Saturday, December 25, 2021

Could Chile show the United States how to rebuild its democracy?

The US once helped destroy Chilean democracy. Now, a constitutional reform movement in Chile could teach the US how to fix its own

‘Does Chile have lessons to teach US progressives?’
 Photograph: Xinhua/REX/Shutterstock
Thu 23 Dec 2021

Tony Karon
THE GUARDIAN


Chile always gave the lie to the cold war claim that the United States stood for democracy. When its voters in 1970 showed the temerity (“irresponsibility”, Henry Kissinger called it) to elect socialist Salvador Allende as president, Washington helped orchestrate the coup that toppled him, and backed the resulting dictatorship.

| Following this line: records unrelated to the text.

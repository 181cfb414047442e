// crates/warden-store-sqlite/src/error.rs
// ============================================================================
// Module: SQLite Store Errors
// Description: Backend error type shared by the approval and dedup store
//              implementations, mapped onto each trait's own error type at
//              the call site.
// Dependencies: thiserror, warden-approvals, warden-events
// ============================================================================

use thiserror::Error;
use warden_approvals::StoreError as ApprovalStoreError;
use warden_events::DedupError;

/// Errors raised by the `SQLite`-backed store implementations.
#[derive(Debug, Error, Clone)]
pub enum SqliteStoreError {
    /// The database file or its parent directory could not be opened.
    #[error("sqlite store io error: {0}")]
    Io(String),
    /// The `SQLite` engine reported a query or transaction failure.
    #[error("sqlite store db error: {0}")]
    Db(String),
    /// A stored row's content hash did not match its JSON payload.
    #[error("sqlite store corruption: {0}")]
    Corrupt(String),
    /// A stored row failed to deserialize or violated a type invariant.
    #[error("sqlite store invalid data: {0}")]
    Invalid(String),
    /// The writer queue rejected a command because it was saturated or the
    /// writer thread has stopped.
    #[error("sqlite store writer unavailable: {0}")]
    WriterUnavailable(String),
}

impl From<SqliteStoreError> for ApprovalStoreError {
    fn from(error: SqliteStoreError) -> Self {
        Self::Backend(error.to_string())
    }
}

impl From<SqliteStoreError> for DedupError {
    fn from(error: SqliteStoreError) -> Self {
        Self::Backend(error.to_string())
    }
}

impl From<rusqlite::Error> for SqliteStoreError {
    fn from(error: rusqlite::Error) -> Self {
        Self::Db(error.to_string())
    }
}
// crates/warden-approvals/src/model.rs
// ============================================================================
// Module: Approval Record Model
// Description: Approval, its status lifecycle, and consume-call results.
// Dependencies: serde, warden-core
// ============================================================================

//! ## Overview
//! An [`Approval`] binds one `(tenant_id, ir_hash)` pair to a token hash with
//! a TTL. Its status only ever moves `Pending -> Consumed` or
//! `Pending -> Expired`; `Consumed` is terminal (§3 Approval invariants).

use serde::Deserialize;
use serde::Serialize;
use warden_core::ApprovalId;
use warden_core::TenantId;
use warden_core::Timestamp;

/// Lifecycle status stored on an [`Approval`] record.
#[derive(Debug, Clone, Copy, PartialEq, Eq, Serialize, Deserialize)]
#[serde(rename_all = "snake_case")]
pub enum ApprovalStatus {
    /// Issued, not yet consumed or expired.
    Pending,
    /// Consumed exactly once. Terminal.
    Consumed,
    /// TTL elapsed before consumption. Terminal.
    Expired,
}

/// A single-use, TTL-bound approval record.
///
/// # Invariants
/// - The raw token is never a field of this type; only [`Approval::token_hash`]
///   (a SHA-256 hex digest) is ever stored.
/// - `status` transitions are monotonic: `Pending -> {Consumed | Expired}`.
#[derive(Debug, Clone, PartialEq, Eq, Serialize, Deserialize)]
pub struct Approval {
    /// Approval record identifier.
    pub approval_id: ApprovalId,
    /// Tenant this approval authorizes.
    pub tenant_id: TenantId,
    /// IR hash this approval authorizes.
    pub ir_hash: String,
    /// SHA-256 hex digest of the raw token. Never the raw token itself.
    pub token_hash: String,
    /// Current lifecycle status.
    pub status: ApprovalStatus,
    /// Issuance time.
    pub created_at: Timestamp,
    /// Expiry time; `consume` after this instant fails with `Expired`.
    pub expires_at: Timestamp,
    /// When the approval was consumed, if it has been.
    #[serde(default, skip_serializing_if = "Option::is_none")]
    pub consumed_at: Option<Timestamp>,
    /// Free-form identity of whoever requested the approval.
    #[serde(default, skip_serializing_if = "Option::is_none")]
    pub created_by: Option<String>,
    /// Free-form identity of whoever consumed the approval.
    #[serde(default, skip_serializing_if = "Option::is_none")]
    pub consumed_by: Option<String>,
}

impl Approval {
    /// Returns whether `at` is at or past this approval's expiry.
    #[must_use]
    pub fn is_expired_at(&self, at: Timestamp) -> bool {
        at >= self.expires_at
    }
}

/// Disposition of a single `consume` call against the ledger.
#[derive(Debug, Clone, Copy, PartialEq, Eq, Serialize, Deserialize)]
#[serde(rename_all = "snake_case")]
pub enum ConsumeStatus {
    /// This call consumed the approval.
    Consumed,
    /// The approval was already consumed by an earlier call.
    AlreadyConsumed,
    /// The approval's TTL had already elapsed.
    Expired,
    /// No matching approval, or tenant/ir_hash did not match the token.
    Invalid,
}

/// Result of a `consume` call.
#[derive(Debug, Clone, PartialEq, Eq, Serialize, Deserialize)]
pub struct ConsumeResult {
    /// True only when this call is the one that consumed the approval.
    pub success: bool,
    /// Disposition of the call.
    pub status: ConsumeStatus,
    /// The matched approval id, when one was found by token hash.
    #[serde(default, skip_serializing_if = "Option::is_none")]
    pub approval_id: Option<ApprovalId>,
}

#[cfg(test)]
#[allow(clippy::unwrap_used, reason = "test assertions")]
mod tests {
    use time::OffsetDateTime;

    use super::*;

    #[test]
    fn is_expired_at_boundary_is_inclusive() {
        let expires_at = Timestamp::new(OffsetDateTime::from_unix_timestamp(1000).unwrap());
        let approval = Approval {
            approval_id: ApprovalId::generate("apr"),
            tenant_id: TenantId::parse("acme").unwrap(),
            ir_hash: "deadbeef".to_string(),
            token_hash: "tokenhash".to_string(),
            status: ApprovalStatus::Pending,
            created_at: expires_at,
            expires_at,
            consumed_at: None,
            created_by: None,
            consumed_by: None,
        };
        assert!(approval.is_expired_at(expires_at));
    }
}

It seems those “irresponsible” Chilean voters are at it again – on Sunday, they elected leftist Gabriel Boric as president by a 12-point margin, on the back of a campaign for a new constitution. But if Chilean democracy seems on the road to recovery from its Washington-backed disfiguration, prospects for democracy in the United States look rather bleak

Sunday also saw Joe Manchin brandish the veto power the US system grants a senator representing fewer than 300,000 voters to tank the agenda of a president chosen by 80 million. And that was but the latest reminder that Americans are not governed by the democratic will of the citizenry. The US supreme court looks ready to strike down abortion rights supported by about two-thirds of the electorate, while Democrats in office seem unable or unwilling to deliver on basic social programs supported by a majority of voters, whether on drug prices or childcare or public health, and much more – or to prevent Republicans brazenly reengineering state-level laws and procedures to prevent voters of color from ever again making the difference they made in 2020.


Minority rule is a feature, not a bug of the US constitutional system.

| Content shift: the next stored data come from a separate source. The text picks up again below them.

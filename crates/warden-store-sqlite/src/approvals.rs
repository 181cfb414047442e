// crates/warden-store-sqlite/src/approvals.rs
// ============================================================================
// Module: SQLite Approval Store
// Description: Durable ApprovalStore backend (§4.D) over SQLite WAL.
// Dependencies: rusqlite, warden-approvals, warden-core
// ============================================================================

//! ## Overview
//! Reads run directly against a round-robined read-only connection from the
//! pool; every row's `content_hash` is re-derived from `approval_json` and
//! checked before the row is trusted, the same fail-closed pattern the
//! canonicalizer uses for IR hashes. Writes go through [`crate::writer`].

use rusqlite::OptionalExtension;
use rusqlite::params;
use warden_approvals::Approval;
use warden_approvals::ApprovalId;
use warden_approvals::ApprovalStore;
use warden_approvals::StoreError;
use warden_core::core::canonical::canonical_json_bytes;
use warden_core::core::canonical::sha256_hex;

use crate::SqliteStore;
use crate::error::SqliteStoreError;
use crate::writer::WriterJob;

impl ApprovalStore for SqliteStore {
    fn create(&self, approval: Approval) -> Result<(), StoreError> {
        let approval_id = approval.approval_id.clone();
        self.writer.submit(WriterJob::ApprovalCreate(approval)).map_err(|error| match error {
            SqliteStoreError::Invalid(message) if message.contains("already exists") => {
                StoreError::AlreadyExists(approval_id)
            }
            other => other.into(),
        })
    }

    fn get(&self, approval_id: &ApprovalId) -> Result<Option<Approval>, StoreError> {
        self.load_approval("SELECT approval_json, content_hash FROM approvals WHERE approval_id = ?1", approval_id.as_str())
            .map_err(StoreError::from)
    }

    fn update(&self, approval: Approval) -> Result<(), StoreError> {
        self.writer.submit(WriterJob::ApprovalUpdate(approval)).map_err(StoreError::from)
    }

    fn delete(&self, approval_id: &ApprovalId) -> Result<(), StoreError> {
        self.writer.submit(WriterJob::ApprovalDelete(approval_id.clone())).map_err(StoreError::from)
    }

    fn find_by_token_hash(&self, token_hash: &str) -> Result<Option<Approval>, StoreError> {
        self.load_approval("SELECT approval_json, content_hash FROM approvals WHERE token_hash = ?1", token_hash)
            .map_err(StoreError::from)
    }
}

impl SqliteStore {
    /// Runs `query` (expected to select `approval_json, content_hash` for
    /// exactly one row matched by `key`) against a pooled read connection,
    /// verifying the stored hash before deserializing.
    fn load_approval(&self, query: &str, key: &str) -> Result<Option<Approval>, SqliteStoreError> {
        let connection = self.read_connection();
        let guard = connection.lock().map_err(|_| SqliteStoreError::Db("read mutex poisoned".to_string()))?;
        let row: Option<(String, String)> = guard
            .query_row(query, params![key], |row| Ok((row.get(0)?, row.get(1)?)))
            .optional()?;
        drop(guard);
        let Some((json, content_hash)) = row else {
            return Ok(None);
        };
        let expected = sha256_hex(json.as_bytes());
        if expected != content_hash {
            return Err(SqliteStoreError::Corrupt(format!("content hash mismatch for approval row matched by {key}")));
        }
        let approval: Approval =
            serde_json::from_str(&json).map_err(|err| SqliteStoreError::Invalid(err.to_string()))?;
        let recomputed = sha256_hex(&canonical_json_bytes(&approval).map_err(|err| SqliteStoreError::Invalid(err.to_string()))?);
        if recomputed != content_hash {
            return Err(SqliteStoreError::Corrupt(format!(
                "stored approval row matched by {key} does not round-trip through canonical json"
            )));
        }
        Ok(Some(approval))
    }
}

#[cfg(test)]
#[allow(clippy::unwrap_used, reason = "test assertions")]
mod tests {
    use time::OffsetDateTime;
    use warden_approvals::ApprovalStatus;
    use warden_core::TenantId;
    use warden_core::Timestamp;

    use super::*;
    use crate::SqliteStoreConfig;

    fn sample(id: &str) -> Approval {
        let now = Timestamp::new(OffsetDateTime::from_unix_timestamp(1000).unwrap());
        Approval {
            approval_id: ApprovalId::new(id),
            tenant_id: TenantId::parse("acme").unwrap(),
            ir_hash: "ha".to_string(),
            token_hash: format!("th-{id}"),
            status: ApprovalStatus::Pending,
            created_at: now,
            expires_at: now,
            consumed_at: None,
            created_by: None,
            consumed_by: None,
        }
    }

    fn store() -> SqliteStore {
        let dir = tempfile::tempdir().unwrap();
        SqliteStore::open(SqliteStoreConfig::new(dir.path().join("store.db"))).unwrap()
    }

    #[test]
    fn create_then_get_round_trips() {
        let store = store();
        store.create(sample("a1")).unwrap();
        let found = store.get(&ApprovalId::new("a1")).unwrap().unwrap();
        assert_eq!(found.approval_id, ApprovalId::new("a1"));
    }

    #[test]
    fn create_twice_rejects() {
        let store = store();
        store.create(sample("a1")).unwrap();
        assert!(matches!(store.create(sample("a1")), Err(StoreError::Backend(_)) | Err(StoreError::AlreadyExists(_))));
    }

    #[test]
    fn find_by_token_hash_locates_row() {
        let store = store();
        store.create(sample("a1")).unwrap();
        let found = store.find_by_token_hash("th-a1").unwrap().unwrap();
        assert_eq!(found.approval_id, ApprovalId::new("a1"));
    }

    #[test]
    fn update_replaces_status() {
        let store = store();
        store.create(sample("a1")).unwrap();
        let mut updated = sample("a1");
        updated.status = ApprovalStatus::Consumed;
        updated.consumed_at = Some(updated.created_at);
        store.update(updated).unwrap();
        let found = store.get(&ApprovalId::new("a1")).unwrap().unwrap();
        assert_eq!(found.status, ApprovalStatus::Consumed);
    }

    #[test]
    fn delete_removes_row() {
        let store = store();
        store.create(sample("a1")).unwrap();
        store.delete(&ApprovalId::new("a1")).unwrap();
        assert!(store.get(&ApprovalId::new("a1")).unwrap().is_none());
    }

    #[test]
    fn unknown_id_returns_none() {
        let store = store();
        assert!(store.get(&ApprovalId::new("missing")).unwrap().is_none());
    }
}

Donald Trump was legitimately elected president in 2016 despite losing by 3m votes. And 6 January notwithstanding, the Republican party needs no coup to lock itself into power for the foreseeable future, even if it represents a diminishing minority of voters. The US constitution provides all the tools they’ll need: the electoral college; the US Senate (two seats per state means it can be controlled with less than 20% of the national vote); the supreme court the Senate effectively picks; and the state houses empowered to set voting laws and rules, and even redraw districts to partisan advantage.

The framers of the constitution never intended that every American would have a vote, much less a vote of equal value. They created a system to regulate a society ruled by and for wealthy white male settlers engaged in the conquest and subordination of the country’s Indigenous and Black populations.
Ineffectual appeals to save our democracy reflect the paralysis of mainstream Democrats

Decades of bitter struggle on the streets have won Black and Brown people far more access to the US political system than the founders ever intended. Still, even the gains codified in the civil rights era are being consciously rolled back by a billionaire-funded white nationalist party looking to cement its hold on power for the foreseeable future against any demographic headwinds.

Ineffectual appeals to “save our democracy” reflect the paralysis of mainstream Democrats in the face of the Republican offensive that has weaponized a minority-rule constitutional system.

Nor is a majority of citizens easily able, within its rules, to change these anti-democratic provisions of the US constitution: even minor changes require agreement by two-thirds of each house of Congress, and three-quarters of the 50 states.

Democratizing the United States – creating a system of government shaped by every citizen having the right to a vote of equal value – would require a different constitution, democratically adopted by a national community quite different from the one imagined by the founding fathers. But that’s what Chileans are attempting.

Boric is a product of a student rebellion a decade ago that fed into a broader social justice movement focused on issues ranging from austerity, a failing social safety net, healthcare and economic inequality to gender violence and Indigenous rights. While even center-left governments were stymied from delivering on voter expectations, many in this parliament of the streets recognized that their grievances were products of the democracy deficit built into the dictatorship’s 1980 constitution to ensure continuity of its economic model.

Although it allowed Chileans to elect their president and lower house of parliament, that constitution built in minority vetoes, such as appointing one-third of senators and much of the judiciary, as failsafe mechanisms to prevent democratically elected politicians from enacting the systemic changes demanded by voters. Thus the emergence of a democracy movement based outside formal political parties, which in late 2019 won a referendum to have a new constitution democratically drafted. That movement’s energy also propelled Boric to power.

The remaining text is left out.